Muchas veces y en distintos lugares, he escuchado frases sin sentido como «nuestro país es el mejor” u otras fórmulas que resaltan la pertenencia a un grupo y que este para definirse y constituirse como tal tiene que excluir a otros, usando argumentos desprovistos de fundamentos y completamente irracionales. Fuera del grupo y con los ojos abiertos, las palabras comenzaron a tener un sentido más hondo y las afirmaciones se transformaron en suposiciones, sujetas a reflexión y preguntas, que apartan de las convenciones y el sin sentido. Usando silogismos como: un aborigen es un ser humano, el ser humano tiene derechos, ergo el aborigen tiene derechos y merece respeto. El sujeto aborigen es sustituible con mujer, niño, extranjero y homosexual, o preguntándome constantemente por qué, buscando evidencias y afinando los métodos.
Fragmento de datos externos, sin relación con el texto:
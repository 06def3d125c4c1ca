//! Recurrence expansion -- turns an event record into a lazy, strictly increasing
//! sequence of UTC start times.
//!
//! Expansion happens in two layers:
//!
//! - [`RuleIter`] walks an RRULE period by period in wall-clock time. Each
//!   period (a year, a month, a week, ...) is expanded into its candidate set by
//!   the BYxxx parts, narrowed by BYSETPOS, and buffered. Nothing beyond the
//!   current period is ever computed.
//! - [`Occurrences`] resolves those wall-clock readings to UTC, merges RDATEs,
//!   drops EXDATEs by exact instant, and stops at COUNT, UNTIL, or (for
//!   open-ended rules only) the caller's bound.
//!
//! EXDATE matching runs against the unbounded series; the bound only decides
//! where an open-ended rule stops producing.

use std::collections::{HashSet, VecDeque};
use std::iter::Peekable;
use std::vec;

use chrono::{
    DateTime, Datelike, Duration, NaiveDate, NaiveDateTime, NaiveTime, Timelike, Utc, Weekday,
};

use crate::document::EventRecord;
use crate::error::{ReadError, Result};
use crate::rule::{Frequency, RecurrenceRule, RuleEnd};
use crate::timezone::{Anchor, ZoneResolver};
use crate::value::TimeBasis;

/// Wall-clock iterator over the instances of one recurrence rule.
///
/// The start time is always the first instance (RFC 5545 §3.8.5.3) and counts
/// towards COUNT. UNTIL is left to the caller, since comparing against it may
/// need a timezone.
#[derive(Debug, Clone)]
pub struct RuleIter<'a> {
    rule: &'a RecurrenceRule,
    start: NaiveDateTime,
    /// Stop once a whole period starts after this reading.
    horizon: Option<NaiveDateTime>,
    period: i64,
    buffer: VecDeque<NaiveDateTime>,
    emitted: u64,
    empty_periods: u64,
    started: bool,
    done: bool,
}

impl<'a> RuleIter<'a> {
    pub fn new(rule: &'a RecurrenceRule, start: NaiveDateTime, horizon: Option<NaiveDateTime>) -> Self {
        RuleIter {
            rule,
            start,
            horizon,
            period: 0,
            buffer: VecDeque::new(),
            emitted: 0,
            empty_periods: 0,
            started: false,
            done: rule.end == RuleEnd::Count(0),
        }
    }

    /// Start walking at period `period` instead of the first one.
    ///
    /// The start time is not emitted and nothing before that period is
    /// computed, so COUNT rules must not be resumed.
    pub fn resume(
        rule: &'a RecurrenceRule,
        start: NaiveDateTime,
        horizon: Option<NaiveDateTime>,
        period: i64,
    ) -> Self {
        RuleIter {
            period: period.max(0),
            started: true,
            ..RuleIter::new(rule, start, horizon)
        }
    }

    /// Index of the period containing `t`, or a negative index before the start.
    pub fn period_index(rule: &RecurrenceRule, start: NaiveDateTime, t: NaiveDateTime) -> i64 {
        let floor = |t: NaiveDateTime, secs: i64| t.and_utc().timestamp().div_euclid(secs);
        let steps = match rule.freq {
            Frequency::Yearly => i64::from(t.year()) - i64::from(start.year()),
            Frequency::Monthly => {
                (i64::from(t.year()) - i64::from(start.year())) * 12 + i64::from(t.month0())
                    - i64::from(start.month0())
            }
            Frequency::Weekly => {
                (week_start(t.date(), rule.week_start) - week_start(start.date(), rule.week_start))
                    .num_weeks()
            }
            Frequency::Daily => (t.date() - start.date()).num_days(),
            Frequency::Hourly => floor(t, 3_600) - floor(start, 3_600),
            Frequency::Minutely => floor(t, 60) - floor(start, 60),
            Frequency::Secondly => floor(t, 1) - floor(start, 1),
        };
        steps.div_euclid(i64::from(rule.interval.max(1)))
    }

    fn count_reached(&self) -> bool {
        matches!(self.rule.end, RuleEnd::Count(n) if self.emitted >= u64::from(n))
    }

    /// Expand the next period into the buffer. Returns false when the rule is exhausted.
    fn fill(&mut self) -> bool {
        while self.buffer.is_empty() {
            let Some(anchor) = self.period_anchor(self.period) else {
                return false;
            };
            if self.horizon.is_some_and(|h| anchor > h) {
                tracing::debug!(period = self.period, "rule expansion passed its horizon");
                return false;
            }

            let candidates = self.expand_period(anchor);
            self.period += 1;

            let start = self.start;
            self.buffer.extend(candidates.into_iter().filter(|t| *t > start));
            if self.buffer.is_empty() {
                self.empty_periods += 1;
                if self.empty_periods > empty_period_limit(self.rule.freq) {
                    tracing::debug!(
                        periods = self.empty_periods,
                        "rule matched nothing for too long, stopping"
                    );
                    return false;
                }
            } else {
                self.empty_periods = 0;
            }
        }
        true
    }

    /// The first instant of the `index`th period, or `None` past chrono's range.
    fn period_anchor(&self, index: i64) -> Option<NaiveDateTime> {
        let step = index.checked_mul(i64::from(self.rule.interval))?;
        let start = self.start;
        let midnight = |d: NaiveDate| d.and_time(NaiveTime::MIN);

        match self.rule.freq {
            Frequency::Yearly => {
                let year = i32::try_from(i64::from(start.year()).checked_add(step)?).ok()?;
                NaiveDate::from_ymd_opt(year, 1, 1).map(midnight)
            }
            Frequency::Monthly => {
                let months = i64::from(start.year()) * 12 + i64::from(start.month0());
                let months = months.checked_add(step)?;
                let year = i32::try_from(months.div_euclid(12)).ok()?;
                let month = u32::try_from(months.rem_euclid(12)).ok()? + 1;
                NaiveDate::from_ymd_opt(year, month, 1).map(midnight)
            }
            Frequency::Weekly => {
                let week = week_start(start.date(), self.rule.week_start);
                week.checked_add_signed(Duration::try_weeks(step)?)
                    .map(midnight)
            }
            Frequency::Daily => start
                .date()
                .checked_add_signed(Duration::try_days(step)?)
                .map(midnight),
            Frequency::Hourly => {
                let base = start.date().and_hms_opt(start.hour(), 0, 0)?;
                base.checked_add_signed(Duration::try_hours(step)?)
            }
            Frequency::Minutely => {
                let base = start.date().and_hms_opt(start.hour(), start.minute(), 0)?;
                base.checked_add_signed(Duration::try_minutes(step)?)
            }
            Frequency::Secondly => {
                let base = start.with_nanosecond(0)?;
                base.checked_add_signed(Duration::try_seconds(step)?)
            }
        }
    }

    /// All instances of the period starting at `anchor`, sorted and BYSETPOS-filtered.
    fn expand_period(&self, anchor: NaiveDateTime) -> Vec<NaiveDateTime> {
        let days = self.period_days(anchor);
        let times = self.period_times(anchor);

        let mut set: Vec<NaiveDateTime> = days
            .iter()
            .flat_map(|d| times.iter().map(move |t| d.and_time(*t)))
            .collect();
        set.sort_unstable();
        set.dedup();

        if self.rule.by_set_pos.is_empty() {
            return set;
        }

        let len = set.len() as i64;
        let mut picked: Vec<NaiveDateTime> = self
            .rule
            .by_set_pos
            .iter()
            .filter_map(|&pos| {
                let pos = i64::from(pos);
                let index = if pos > 0 { pos - 1 } else { len + pos };
                usize::try_from(index).ok().and_then(|i| set.get(i).copied())
            })
            .collect();
        picked.sort_unstable();
        picked.dedup();
        picked
    }

    /// Candidate days of the period.
    fn period_days(&self, anchor: NaiveDateTime) -> Vec<NaiveDate> {
        let rule = self.rule;
        let start = self.start.date();
        let date = anchor.date();

        let no_day_rules =
            rule.by_month_day.is_empty() && rule.by_year_day.is_empty() && rule.by_day.is_empty();

        match rule.freq {
            Frequency::Yearly => {
                let year = date.year();
                if no_day_rules {
                    let months: Vec<u32> = if rule.by_month.is_empty() {
                        vec![start.month()]
                    } else {
                        rule.by_month.clone()
                    };
                    return months
                        .into_iter()
                        .filter_map(|m| NaiveDate::from_ymd_opt(year, m, start.day()))
                        .collect();
                }
                let scope_is_month = !rule.by_month.is_empty();
                days_between(date, NaiveDate::from_ymd_opt(year + 1, 1, 1))
                    .filter(|d| self.month_allowed(*d))
                    .filter(|d| self.month_day_allowed(*d))
                    .filter(|d| self.year_day_allowed(*d))
                    .filter(|d| self.weekday_allowed(*d, scope_is_month))
                    .collect()
            }
            Frequency::Monthly => {
                if !self.month_allowed(date) {
                    return Vec::new();
                }
                if no_day_rules {
                    return NaiveDate::from_ymd_opt(date.year(), date.month(), start.day())
                        .into_iter()
                        .collect();
                }
                days_between(date, date.checked_add_months(chrono::Months::new(1)))
                    .filter(|d| self.month_day_allowed(*d))
                    .filter(|d| self.year_day_allowed(*d))
                    .filter(|d| self.weekday_allowed(*d, true))
                    .collect()
            }
            Frequency::Weekly => {
                let weekdays: Vec<Weekday> = if rule.by_day.is_empty() {
                    vec![start.weekday()]
                } else {
                    rule.by_day.iter().map(|d| d.weekday).collect()
                };
                (0..7)
                    .filter_map(|n| date.checked_add_signed(Duration::days(n)))
                    .filter(|d| weekdays.contains(&d.weekday()))
                    .filter(|d| self.month_allowed(*d))
                    .collect()
            }
            Frequency::Daily | Frequency::Hourly | Frequency::Minutely | Frequency::Secondly => {
                let allowed = self.month_allowed(date)
                    && self.month_day_allowed(date)
                    && self.year_day_allowed(date)
                    && self.weekday_allowed(date, true);
                if allowed {
                    vec![date]
                } else {
                    Vec::new()
                }
            }
        }
    }

    /// Candidate times of day within the period, sorted.
    fn period_times(&self, anchor: NaiveDateTime) -> Vec<NaiveTime> {
        let rule = self.rule;
        let start = self.start;

        // Parts coarser than the frequency expand; finer ones are fixed by the period.
        let pick = |by: &[u32], fixed_by_period: bool, period_value: u32, start_value: u32| {
            if fixed_by_period {
                if by.is_empty() || by.contains(&period_value) {
                    vec![period_value]
                } else {
                    Vec::new()
                }
            } else if by.is_empty() {
                vec![start_value]
            } else {
                let mut values = by.to_vec();
                values.sort_unstable();
                values.dedup();
                values
            }
        };

        let hours = pick(&rule.by_hour, rule.freq <= Frequency::Hourly, anchor.hour(), start.hour());
        let minutes = pick(
            &rule.by_minute,
            rule.freq <= Frequency::Minutely,
            anchor.minute(),
            start.minute(),
        );
        let seconds = pick(
            &rule.by_second,
            rule.freq == Frequency::Secondly,
            anchor.second(),
            start.second(),
        );

        let mut times = Vec::with_capacity(hours.len() * minutes.len() * seconds.len());
        for h in &hours {
            for m in &minutes {
                for s in &seconds {
                    if let Some(t) = NaiveTime::from_hms_opt(*h, *m, *s) {
                        times.push(t);
                    }
                }
            }
        }
        times
    }

    fn month_allowed(&self, d: NaiveDate) -> bool {
        self.rule.by_month.is_empty() || self.rule.by_month.contains(&d.month())
    }

    fn month_day_allowed(&self, d: NaiveDate) -> bool {
        let len = days_in_month(d);
        self.rule.by_month_day.is_empty()
            || self
                .rule
                .by_month_day
                .iter()
                .any(|&n| nth_matches(n, d.day() as i32, len))
    }

    fn year_day_allowed(&self, d: NaiveDate) -> bool {
        let len = if d.leap_year() { 366 } else { 365 };
        self.rule.by_year_day.is_empty()
            || self
                .rule
                .by_year_day
                .iter()
                .any(|&n| nth_matches(n, d.ordinal() as i32, len))
    }

    /// BYDAY check. Ordinals count within the month, or within the year when
    /// `scope_is_month` is false.
    fn weekday_allowed(&self, d: NaiveDate, scope_is_month: bool) -> bool {
        if self.rule.by_day.is_empty() {
            return true;
        }
        let (pos, len) = if scope_is_month {
            (d.day() as i32, days_in_month(d))
        } else {
            (d.ordinal() as i32, if d.leap_year() { 366 } else { 365 })
        };
        self.rule.by_day.iter().any(|by| {
            by.weekday == d.weekday()
                && match by.ordinal {
                    None => true,
                    Some(n) if n > 0 => (pos - 1) / 7 + 1 == i32::from(n),
                    Some(n) => (len - pos) / 7 + 1 == -i32::from(n),
                }
        })
    }
}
Detrás de tantas absurdidades, como definirse mejores, más honestos, menos corruptos, no existe más que una ilusión y deseo inconsciente: protegerse y sentirse parte de una comunidad, pagando un alto precio que podríamos llamar hipocresía cotidiana. Lo que descubrí llegando joven a otro país fue que ese frágil sentimiento de pertenencia me era negado. Para sobrevivir tenía que aceptar lo negado y esto me hizo más sensible, más desnudo y expuesto y, por ende, menos propenso a ilusionarme y aceptar falsedades.